Quando você é brasileiro, porém nikkei 100%, sem ser mestiço, alguns japas tendem a achar que você é japonês também. Então não tem nada demais. Nem desprezo, nem empatia. É só mais um japonês. Não é o meu caso. Eu sou mestiço e italiano da Callabria é turrão até no DNA.
Então veio a minha teoria que explica o fato de o meu amigo americano ser definitivamente bem sucedido no quesito “o estrangeiro simpático”. É porque ele é americano e Japan loves America?
Não. Japonês não sabe distinguir estrangeiros que não sejam asiáticos mongolóides (no sentido de pessoas-de-olho-puxado, vejam bem, “amarelos”). A questão é mais física. O americano é semi-loiro (aquele loiro que é meio cinza, sabe?), tem um metro e sessenta e pouco, magrinho, carinha redonda. Japonês adora um/uma loiro/loira. Pelo menos até onde vi. Eles acham diferente, super ocidente, super eu-quero-falar-com-você.
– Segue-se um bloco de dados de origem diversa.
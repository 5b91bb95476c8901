//! Framing codec for the worker control channel.
//!
//! The worker embeds control messages in its ordinary stdout text, one per
//! line. A control line is the magic marker, then the verb, then the verb's
//! arguments, all joined by a NUL delimiter:
//!
//! ```text
//! $DDSPMM*<NUL>request-device-code<NUL>false
//! $DDSPMM*<NUL>request-email-code<NUL>user@example.com<NUL>true
//! $DDSPMM*<NUL>request-device-confirmation
//! $DDSPMM*<NUL>set-return-value<NUL>587726
//! ```
//!
//! NUL never occurs in log text or in marshalled JSON, so the framing cannot
//! collide with ordinary output. Lines without the marker-plus-delimiter
//! prefix are not control traffic; [`try_decode`] returns `Ok(None)` for
//! them. Lines that carry the prefix but fail to parse are reported as a
//! [`DecodeError`] so the supervisor can log and re-surface them instead of
//! acting on them.

use thiserror::Error;

// ============================================================================
// Constants
// ============================================================================

/// Marker that opens every control line.
pub const MAGIC_MARKER: &str = "$DDSPMM*";

/// Separator between the marker, the verb, and each argument.
pub const DELIMITER: char = '\0';

const VERB_DEVICE_CODE: &str = "request-device-code";
const VERB_EMAIL_CODE: &str = "request-email-code";
const VERB_DEVICE_CONFIRMATION: &str = "request-device-confirmation";
const VERB_RETURN_VALUE: &str = "set-return-value";

// ============================================================================
// Error Types
// ============================================================================

/// Errors from decoding a line that carries the control prefix.
#[derive(Error, Debug, PartialEq, Eq)]
pub enum DecodeError {
    #[error("control line has no verb")]
    MissingVerb,

    #[error("unknown control verb: {0}")]
    UnknownVerb(String),

    #[error("missing required argument: {0}")]
    MissingArgument(&'static str),

    #[error("argument '{field}' is not a boolean: {value}")]
    InvalidBool { field: &'static str, value: String },
}

/// Errors from encoding a control message.
#[derive(Error, Debug, PartialEq, Eq)]
pub enum EncodeError {
    #[error("argument of '{verb}' contains a delimiter or line break")]
    IllegalArgument { verb: &'static str },
}

// ============================================================================
// Control Messages
// ============================================================================

/// A decoded control line.
///
/// The three `request-*` verbs are authentication challenges the worker
/// blocks on; `set-return-value` delivers the marshalled result of the
/// request. The payload stays in wire form here, opaque to the codec.
#[derive(Debug, Clone, PartialEq, Eq)]
pub enum ControlMessage {
    /// Worker needs a two-factor code from an authenticator app.
    DeviceCode { previous_incorrect: bool },

    /// Worker needs the code sent to the account's email address.
    EmailCode {
        email: String,
        previous_incorrect: bool,
    },

    /// Worker asks whether the login was confirmed on another device.
    DeviceConfirmation,

    /// Worker delivers the request's return value.
    ReturnValue { payload: String },
}

impl ControlMessage {
    const fn verb(&self) -> &'static str {
        match self {
            Self::DeviceCode { .. } => VERB_DEVICE_CODE,
            Self::EmailCode { .. } => VERB_EMAIL_CODE,
            Self::DeviceConfirmation => VERB_DEVICE_CONFIRMATION,
            Self::ReturnValue { .. } => VERB_RETURN_VALUE,
        }
    }

    /// Encode the message as a single control line, without the trailing
    /// newline.
    ///
    /// Fails if an argument contains the delimiter or a line break, which
    /// would desync the framing.
    pub fn encode(&self) -> Result<String, EncodeError> {
        let mut fields: Vec<&str> = vec![self.verb()];
        match self {
            Self::DeviceCode { previous_incorrect } => {
                fields.push(encode_bool(*previous_incorrect));
            }
            Self::EmailCode {
                email,
                previous_incorrect,
            } => {
                fields.push(email);
                fields.push(encode_bool(*previous_incorrect));
            }
            Self::DeviceConfirmation => {}
            Self::ReturnValue { payload } => fields.push(payload),
        }

        for field in &fields {
            if field.contains(DELIMITER) || field.contains('\n') || field.contains('\r') {
                return Err(EncodeError::IllegalArgument { verb: self.verb() });
            }
        }

        let mut line = String::from(MAGIC_MARKER);
        for field in &fields {
            line.push(DELIMITER);
            line.push_str(field);
        }
        Ok(line)
    }
}

// ============================================================================
// Decoding
// ============================================================================

/// Decode a single line of worker stdout.
///
/// # Returns
///
/// - `Ok(None)` when the line is ordinary output (no control prefix).
/// - `Ok(Some(message))` for a well-formed control line.
/// - `Err(DecodeError)` for a line that carries the prefix but is
///   malformed or uses an unknown verb.
///
/// Arguments beyond a verb's arity are ignored so that newer workers can
/// extend messages without breaking older supervisors. Decoding is pure:
/// the same line always yields the same result.
pub fn try_decode(line: &str) -> Result<Option<ControlMessage>, DecodeError> {
    let Some(rest) = line.strip_prefix(MAGIC_MARKER) else {
        return Ok(None);
    };
    let Some(rest) = rest.strip_prefix(DELIMITER) else {
        return Ok(None);
    };

    let mut parts = rest.split(DELIMITER);
    let verb = parts.next().unwrap_or_default();
    if verb.is_empty() {
        return Err(DecodeError::MissingVerb);
    }
    let args: Vec<&str> = parts.collect();

    let message = match verb {
        VERB_DEVICE_CODE => ControlMessage::DeviceCode {
            previous_incorrect: bool_arg(&args, 0, "previous_incorrect")?,
        },
        VERB_EMAIL_CODE => ControlMessage::EmailCode {
            email: arg(&args, 0, "email")?.to_string(),
            previous_incorrect: bool_arg(&args, 1, "previous_incorrect")?,
        },
        VERB_DEVICE_CONFIRMATION => ControlMessage::DeviceConfirmation,
        VERB_RETURN_VALUE => ControlMessage::ReturnValue {
            payload: arg(&args, 0, "payload")?.to_string(),
        },
        other => return Err(DecodeError::UnknownVerb(other.to_string())),
    };
    Ok(Some(message))
}

fn arg<'a>(args: &[&'a str], index: usize, name: &'static str) -> Result<&'a str, DecodeError> {
    args.get(index)
        .copied()
        .ok_or(DecodeError::MissingArgument(name))
}

fn bool_arg(args: &[&str], index: usize, name: &'static str) -> Result<bool, DecodeError> {
    match arg(args, index, name)? {
        "true" => Ok(true),
        "false" => Ok(false),
        other => Err(DecodeError::InvalidBool {
            field: name,
            value: other.to_string(),
        }),
    }
}

const fn encode_bool(value: bool) -> &'static str {
    if value { "true" } else { "false" }
}

// ============================================================================
// Tests
// ============================================================================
Já eu tenho cabelo tão preto quanto os japas, uma cara angular de barba malfeita, 1,80m e sobrancelha de carcamano. Ou seja, assusta. Ainda mais com essa cara de latino (xi, melhor eu nem ir pros Estados Unidos então). As crianças realmente me olham com espanto. Se eu faço uma brincadeirinha com elas, elas choram (fato).
O americano faz o mesmo quando a criança olha com aquele jeito de estrangeiro = E.T. e a criança dá até tchauzinho.
Mãe, não vou culpar a senhora por ter me passado esses genes todos. Eu ainda gosto deles, fora que eles me dão toda uma chance de ter cidadania italiana. A questão é que eles não são úteis no Japão. Pelo menos na hora de ser o estrangeiro simpático.
Tudo bem, é só sempre ter um americano à mão para ser bem tratado como o amigo-do-americano-simpático. Parece que não, mas tem toda uma geopolítica aí.